Why the Scottish Parliament's 'gender stuff' isn't over yet
I don’t know how many times someone has told me they’re sick of the ‘gender stuff’.
I’ve heard it on the school run, at social events and, crucially, in conversations with politicians and party activists of various hues over the past five years.
And I heard it on the street when talking to voters in Renfrewshire North and Cardonald for this latest edition of Holyrood, in fact.
As policy announcements go, the move to introduce a system of self-ID for trans people through the Gender Recognition Reform (GRR) Bill proved to be a blockbuster drama, earning no shortage of headlines.
But for every individual dedicated to its achievement there was another against, and yet more who just wished the agenda would move on. Those in the latter group won’t want to hold their breath, given recent polling that suggests the subject will be back in the next parliament.
Polls published this month suggest that either the SNP is on course for a majority, with the Greens increasing their numbers to 11, or it’s a minority SNP bloc with the Greens as the second party on 17 seats.
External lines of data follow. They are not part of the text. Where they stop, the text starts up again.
//! In-memory word lookup with Czech diacritic folding (spec.md §4.8, §9).
//!
//! Grounded on `original_source/flask-server/app/socketio_events/
//! word_chain_events.py::load_dictionary`/`remove_diacritics`: a flat
//! newline-separated word list where each line may carry a `/flags` suffix
//! (Hunspell-style `.dic` format) to be stripped. If the asset fails to
//! load, the original degrades to accepting every word; this is kept as an
//! intentional, documented degradation (spec.md §9) rather than treated as
//! a startup error.

use std::collections::HashSet;

const INVALID_ENDING_LETTERS: [char; 5] = ['q', 'w', 'x', 'y', 'ů'];

/// Explicit Czech diacritic fold used for the word-chain "next letter" rule.
/// Deliberately not Unicode NFKD normalization: `ů -> ú` is a linguistic
/// rule specific to this game, not a canonical decomposition.
pub fn fold_diacritics(input: &str) -> String {
    input
        .chars()
        .map(|c| match c {
            'á' => 'a',
            'é' => 'e',
            'ě' => 'e',
            'í' => 'i',
            'ó' => 'o',
            'ý' => 'y',
            'ň' => 'n',
            'ť' => 't',
            'ď' => 'd',
            'ů' => 'ú',
            other => other,
        })
        .collect()
}

/// Permissive-by-default dictionary: `None` means the asset failed to load
/// at startup and every word is accepted.
pub struct Dictionary {
    words: Option<HashSet<String>>,
}

impl Dictionary {
    /// Parses a Hunspell-style `.dic` word list.
    pub fn load(contents: &str) -> Self {
        let words = contents
            .lines()
            .filter_map(|line| {
                let word = line.trim().split('/').next().unwrap_or("").to_lowercase();
                (!word.is_empty()).then_some(word)
            })
            .collect();
        Dictionary { words: Some(words) }
    }

    /// The degraded, permissive mode used when the asset is missing.
    pub fn permissive() -> Self {
        Dictionary { words: None }
    }

    pub fn is_permissive(&self) -> bool {
        self.words.is_none()
    }

    /// Pure lookup: same input always yields the same result.
    pub fn contains(&self, word: &str) -> bool {
        match &self.words {
            None => true,
            Some(words) => words.contains(&word.to_lowercase()),
        }
    }

    pub fn len(&self) -> usize {
        self.words.as_ref().map(HashSet::len).unwrap_or(0)
    }

    pub fn is_empty(&self) -> bool {
        self.len() == 0
    }
}

/// The folded last letter of `word`, or a uniformly random letter outside
/// the invalid set when the natural last letter can't start a word.
pub fn next_chain_letter(word: &str, mut random_letter: impl FnMut() -> char) -> char {
    let folded = fold_diacritics(&word.to_lowercase());
    let last = folded.chars().last().unwrap_or('a');
    if INVALID_ENDING_LETTERS.contains(&last) {
        random_letter()
    } else {
        last
    }
}

/// Whether `letter` may legally start a word-chain turn.
pub fn is_valid_chain_letter(letter: char) -> bool {
    !INVALID_ENDING_LETTERS.contains(&letter.to_ascii_lowercase())
}

/// Whether `word` starts with `letter`, accepting either the raw or the
/// diacritic-folded form (spec.md §4.8 "matching either with diacritics or
/// folded").
pub fn starts_with_letter(word: &str, letter: char) -> bool {
    let word = word.to_lowercase();
    let letter = letter.to_lowercase().next().unwrap_or(letter);
    word.starts_with(letter) || fold_diacritics(&word).starts_with(letter)
}

#[cfg(test)]
mod tests {
    use super::*;

    #[test]
    fn folds_explicit_czech_map() {
        assert_eq!(fold_diacritics("sůl"), "súl");
        assert_eq!(fold_diacritics("žár"), "žar");
        assert_eq!(fold_diacritics("měsíc"), "mesic");
    }

    #[test]
    fn lookup_is_pure() {
        let dict = Dictionary::load("pes/flag1\nkocka\n");
        assert!(dict.contains("pes"));
        assert!(dict.contains("PES"));
        assert!(dict.contains("kocka"));
        assert!(!dict.contains("slon"));
        // Same input, same result.
        assert_eq!(dict.contains("pes"), dict.contains("pes"));
    }

    #[test]
    fn permissive_mode_accepts_everything() {
        let dict = Dictionary::permissive();
        assert!(dict.is_permissive());
        assert!(dict.contains("anything"));
    }

    #[test]
    fn invalid_ending_letter_falls_back_to_random() {
        let letter = next_chain_letter("ahoy", || 'z');
        assert_eq!(letter, 'z');
    }

    #[test]
    fn valid_ending_letter_is_kept() {
        let letter = next_chain_letter("pes", || 'z');
        assert_eq!(letter, 's');
    }

    #[test]
    fn folded_ending_becomes_the_next_letter() {
        // "sůl" folds to "súl" whose last letter is 'l', a valid letter.
        let letter = next_chain_letter("sůl", || 'z');
        assert_eq!(letter, 'l');
    }

    #[test]
    fn accepts_raw_or_folded_start() {
        assert!(starts_with_letter("úl", 'ú'));
        assert!(starts_with_letter("ul", 'ú'));
    }
}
If the latter proves correct, it will give Ross Greer, Gillian Mackay and their group a hell of a lot of sway. If the former is true, then the SNP is largely unfettered in pursuit of its legislative agenda.
But if either is right, the likelihood is that gender will be back, baby – not that it’s ever really gone away. That’s because both of those parties have said they want to ban LGBTQ+ conversion practices in the next parliament – a process that is likely to reopen fissures in the body politic over self-identification and the meaning of ‘woman’ and ‘man’ – and they’ll have the numbers do to so.
If this rings a bell, it’s because it was considered during the last parliament, too. In fact, it was one of the pledges made by the SNP when it entered into the power-sharing Bute House Agreement with the Greens in 2021.
When the plan was dropped a year ago – with the government saying legal complexity was such that a ban couldn’t be achieved before the election – the move was interpreted as a step rightwards on the issue, even though ministers said they would work with their UK counterparts on a cross-border solution. Kaukab Stewart, Scottish equalities minister, said a new SNP government would consider introducing its own bill if that failed.
A conversion therapy ban is of course not the same as the GRR Bill. But it covers similar territory, and if experience has taught us anything, it’s that this is bumpy ground.
In restating that commitment at the final First Minister’s Questions of the session, John Swinney has given hope to those seeking stronger protections for LGBTQ+ people. But in a parliament in which consensus will be hard-fought, turning that hope into a reality will be no easy feat.
After all, Reform UK – still likely to be a notable presence in the parliament – opposes self-ID and all things “woke”. And Scottish Labour – still fighting for the keys to Bute House despite what polls say – may have initially whipped its members to vote for the GRR Bill, but it has since rowed back on its support for gender reforms.
The Tories may indeed look blue, with predictions of a serious drubbing, but they too are unlikely to give fulsome support to a quick law change on the matter, given their steadfast opposition to self-ID.
it’s not hard to envisage a real culture war between the Greens and Reform
Add to this the prospect that May’s winners will include the first trans and non-binary MSPs.
The Greens are standing the most gender-diverse field of candidates on offer this time around, and their election would add another dimension to the gender discourse, allowing one or more serving parliamentarians to draw personal experience into the mix; to personalise a subject which for some remains stubbornly abstract, despite its many implications for public and private life.
At the most basic level, it’s hard to imagine that argument over the estate’s toilets won’t erupt again, at least.
One of the great unknowns for this next parliament is what alliances and agreements are forced into being. They might all dismiss each other now, but once the votes are counted and those 129 seats laid out, rival parties may look less like foes and more like tolerable workmates. That will have an impact in the chamber, and also at committee level, where MSPs will simply have to cooperate with each other to get things done.
Still, it’s not hard to envisage a real culture war between the Greens and Reform on this, amongst other matters. It might be good news for popcorn vendors, but it’s unlikely to lead us away from the fractured, factional politics that marked the last session.
We’re now a year on from the Supreme Court ruling that found that ‘sex’ means biology under the terms of the overarching Equality Act.
gender and identity issues are unfinished business
That decision followed a legal challenge brought by campaign group For Women Scotland, and the veto by the UK Government of the GRR Bill under that same piece of reserved legislation.
Anyone who thought the court ruling might be the end of it has been proven wrong, because the definition of ‘woman’ and ‘man’ remains live for the many who consider that verdict less than final, and seek a change of law instead. Meanwhile, guidance on prisons has seen FWS take the government to court again.
Again and again, politicians and activists have told me that the ‘trans debate’ seldom comes up on the doorsteps. It’s certainly not a leading issue in this election – all the research we have says it’s about the economy, stupid, not to mention the health service.
But gender and identity issues are unfinished business. Rather than petering out, this issue may come to dominate yet another session.